For eight days, the indigenous people from Benguet blindfold the dead and then sit it on a chair that is placed next to a house’s main entrance. The arms and legs are held in the sitting position by means of tying. A bangil rite is performed by the elders on the eve of the funeral, which is a chanted narration of the biography of the deceased. During interment, the departed is directed towards heaven by hitting bamboo sticks together. +++
Kankanai and Sagada Igorot
The Kankanai is a group that lives in Luzon. Also known as the Central Kankanaey, Igorot, Kakanay, Kankanaey, Kankanay, Southern Kankanai, they are closely related to the Bontoc, Ibaloi and Sagada Igorot. [Source: Encyclopedia of World Cultures, East and Southeast Asia edited by Paul Hockings (G.K. Hall & Company, 1993)]

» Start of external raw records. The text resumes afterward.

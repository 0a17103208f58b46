//! Change counting
//!
//! The per-line "words changed" count and the document-wide set of distinct
//! changed words. The latter feeds pricing directly, so both are exact and
//! deterministic.

use std::collections::HashSet;

use crate::change::{ChangeKind, WordChange};
use crate::document::LyricLine;
use crate::marker::DELETION_MARKER;
use crate::merge::merge_adjacent_deletions;
use crate::pipeline::TextPipeline;
use crate::script::Granularity;
use crate::tokenizers::{count_words, strip_basic_punctuation};

/// Canonical number of changed words on one line.
///
/// CJK lines count characters. Other lines count merged changes: a
/// substitution counts the larger side's words, an addition its words, and
/// a deletion counts once however many words it spans.
pub fn count_changed(line: &LyricLine) -> usize {
    let granularity = line.granularity();
    count_changes(&line.word_changes, granularity)
}

pub fn count_changes(changes: &[WordChange], granularity: Granularity) -> usize {
    match granularity {
        Granularity::CharGranular => changes
            .iter()
            .filter(|c| c.has_changed)
            .map(char_weight)
            .sum(),
        Granularity::WordGranular => merge_adjacent_deletions(changes)
            .iter()
            .filter(|c| c.has_changed)
            .map(word_weight)
            .sum(),
    }
}

fn char_weight(change: &WordChange) -> usize {
    let original = change.original_word.chars().count();
    let new = change.new_word.chars().count();
    match change.kind {
        ChangeKind::Deletion => original,
        ChangeKind::Addition => new,
        ChangeKind::Substitution => original.max(new),
        ChangeKind::Unchanged => 0,
    }
}

fn word_weight(change: &WordChange) -> usize {
    match change.kind {
        ChangeKind::Substitution => {
            if strip_basic_punctuation(&change.original_word)
                == strip_basic_punctuation(&change.new_word)
            {
                0
            } else {
                count_words(&change.original_word)
                    .max(count_words(&change.new_word))
                    .max(1)
            }
        }
        ChangeKind::Addition => count_words(&change.new_word).max(1),
        ChangeKind::Deletion => 1,
        ChangeKind::Unchanged => 0,
    }
}

/// Case-insensitive, punctuation-trimmed set of changed words across the
/// whole document, in first-seen order.
///
/// Substituted and added words are collected as additions; deleted words are
/// reported with the marker prefix (`🗙word`) unless the same word was also
/// added somewhere, in which case it counts once as an addition.
pub fn distinct_changed_words(lines: &[LyricLine]) -> Vec<String> {
    let key = TextPipeline::word_key();
    let mut additions = OrderedSet::default();
    let mut deletions = OrderedSet::default();

    for line in lines {
        let changes = match line.granularity() {
            Granularity::CharGranular => line.word_changes.clone(),
            Granularity::WordGranular => merge_adjacent_deletions(&line.word_changes),
        };

        for change in changes.iter().filter(|c| c.has_changed) {
            match change.kind {
                ChangeKind::Deletion => deletions.insert(key.process(&change.original_word)),
                _ => additions.insert(key.process(&change.new_word)),
            }
        }
    }

    let mut words = additions.items.clone();
    for word in deletions.items {
        if !additions.contains(&word) {
            words.push(format!("{}{}", DELETION_MARKER, word));
        }
    }
    words
}

#[derive(Default)]
struct OrderedSet {
    items: Vec<String>,
    seen: HashSet<String>,
}

impl OrderedSet {
    fn insert(&mut self, word: String) {
        if word.is_empty() || self.seen.contains(&word) {
            return;
        }
        self.seen.insert(word.clone());
        self.items.push(word);
    }

    fn contains(&self, word: &str) -> bool {
        self.seen.contains(word)
    }
}

#[cfg(test)]
mod tests {
    use super::*;

    fn line(original: &str, modified: &str, changes: Vec<WordChange>) -> LyricLine {
        LyricLine {
            id: 1,
            original: original.to_string(),
            modified: modified.to_string(),
            marked_text: modified.to_string(),
            word_changes: changes,
        }
    }

    #[test]
    fn test_substitution_counts_larger_side() {
        let l = line(
            "Hello, world!",
            "Hi, planet!",
            vec![WordChange::substitution("Hello, world!", "Hi, planet!", 0, 0, true)],
        );
        assert_eq!(count_changed(&l), 2);
    }

    #[test]
    fn test_punctuation_only_substitution_counts_zero() {
        let changes = vec![WordChange::substitution("babe", "babe!", 0, 0, true)];
        assert_eq!(count_changes(&changes, Granularity::WordGranular), 0);
    }

    #[test]
    fn test_merged_deletion_counts_once() {
        let changes = vec![
            WordChange::deletion("so", 1, true),
            WordChange::deletion("very", 2, true),
            WordChange::deletion("much", 3, true),
        ];
        assert_eq!(count_changes(&changes, Granularity::WordGranular), 1);
    }

    #[test]
    fn test_explicit_deletions_count_each() {
        let changes = vec![
            WordChange::cleared("Word", 0),
            WordChange::cleared("one", 1),
            WordChange::cleared("two", 2),
        ];
        assert_eq!(count_changes(&changes, Granularity::WordGranular), 3);
    }

    #[test]
    fn test_addition_floors_at_one() {
        let changes = vec![WordChange::addition("-", 2, true)];
        assert_eq!(count_changes(&changes, Granularity::WordGranular), 1);
    }

    #[test]
    fn test_cjk_counts_characters() {
        let changes = vec![
            WordChange::unchanged("我", 0, 0),
            WordChange::substitution("爱", "喜欢", 1, 1, true),
            WordChange::addition("们", 4, true),
        ];
        assert_eq!(count_changes(&changes, Granularity::CharGranular), 3);
    }

    #[test]
    fn test_distinct_words_dedupes_case_insensitively() {
        let lines = vec![
            line("easy", "Steady,", vec![WordChange::substitution("easy", "Steady,", 0, 0, true)]),
            line("lazy", "steady", vec![WordChange::substitution("lazy", "steady", 0, 0, true)]),
        ];
        assert_eq!(distinct_changed_words(&lines), vec!["steady"]);
    }

    #[test]
    fn test_deleted_word_readded_elsewhere_counts_once() {
        let lines = vec![
            line("love me", "me", vec![
                WordChange::deletion("love", 0, true),
                WordChange::unchanged("me", 1, 0),
            ]),
            line("hate you", "love you", vec![
                WordChange::substitution("hate", "love", 0, 0, true),
                WordChange::unchanged("you", 1, 1),
            ]),
            line("go away", "go", vec![
                WordChange::unchanged("go", 0, 0),
                WordChange::deletion("away", 1, true),
            ]),
        ];

        assert_eq!(distinct_changed_words(&lines), vec!["love", "🗙away"]);
    }
}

The Sagada Igorot is a group related to the Bontoc that lives in the mountains of the Cordillera Central in western Bontok Province in Luzon. Also known as the Igorot, Kankanay, Katangnang, Lepanto Igorot, Northern Kankanao, Western Bontoc, the are famous for their stone-wall rice terraces and unusual burial practices.
The Sagada Igorot villages with 300 and 2,000 people that are organized in a series of wards ( dapay) that are similar to Bontoc ato, each of which as its own ceremonial platform and boys and girls sleeping houses. Her homes ate two or three-stories high and was made of wood and have thatched roof and an enclosed area underneath used for sleeping, cooking and eating, the upper level is used as a granary. Sweet potatoes are grown in fields and pigs are kept in pens. Stone-walled rice terraces are set up near streams. They keep pigs, chickens ,dogs and water buffalo, some of which are sacrificed in characterized ceremonies.
Sagada Igorot Life
Men have traditionally done the heavy labor such as preparing the rice terraces, dams and ditches, hunt and fish, secure timbers for house, do metal work and weave baskets and help with the cooking and child rearing. The women tend the crops on the fields and repair the terraces and do the bulk of the childrearing and housekeeping chores.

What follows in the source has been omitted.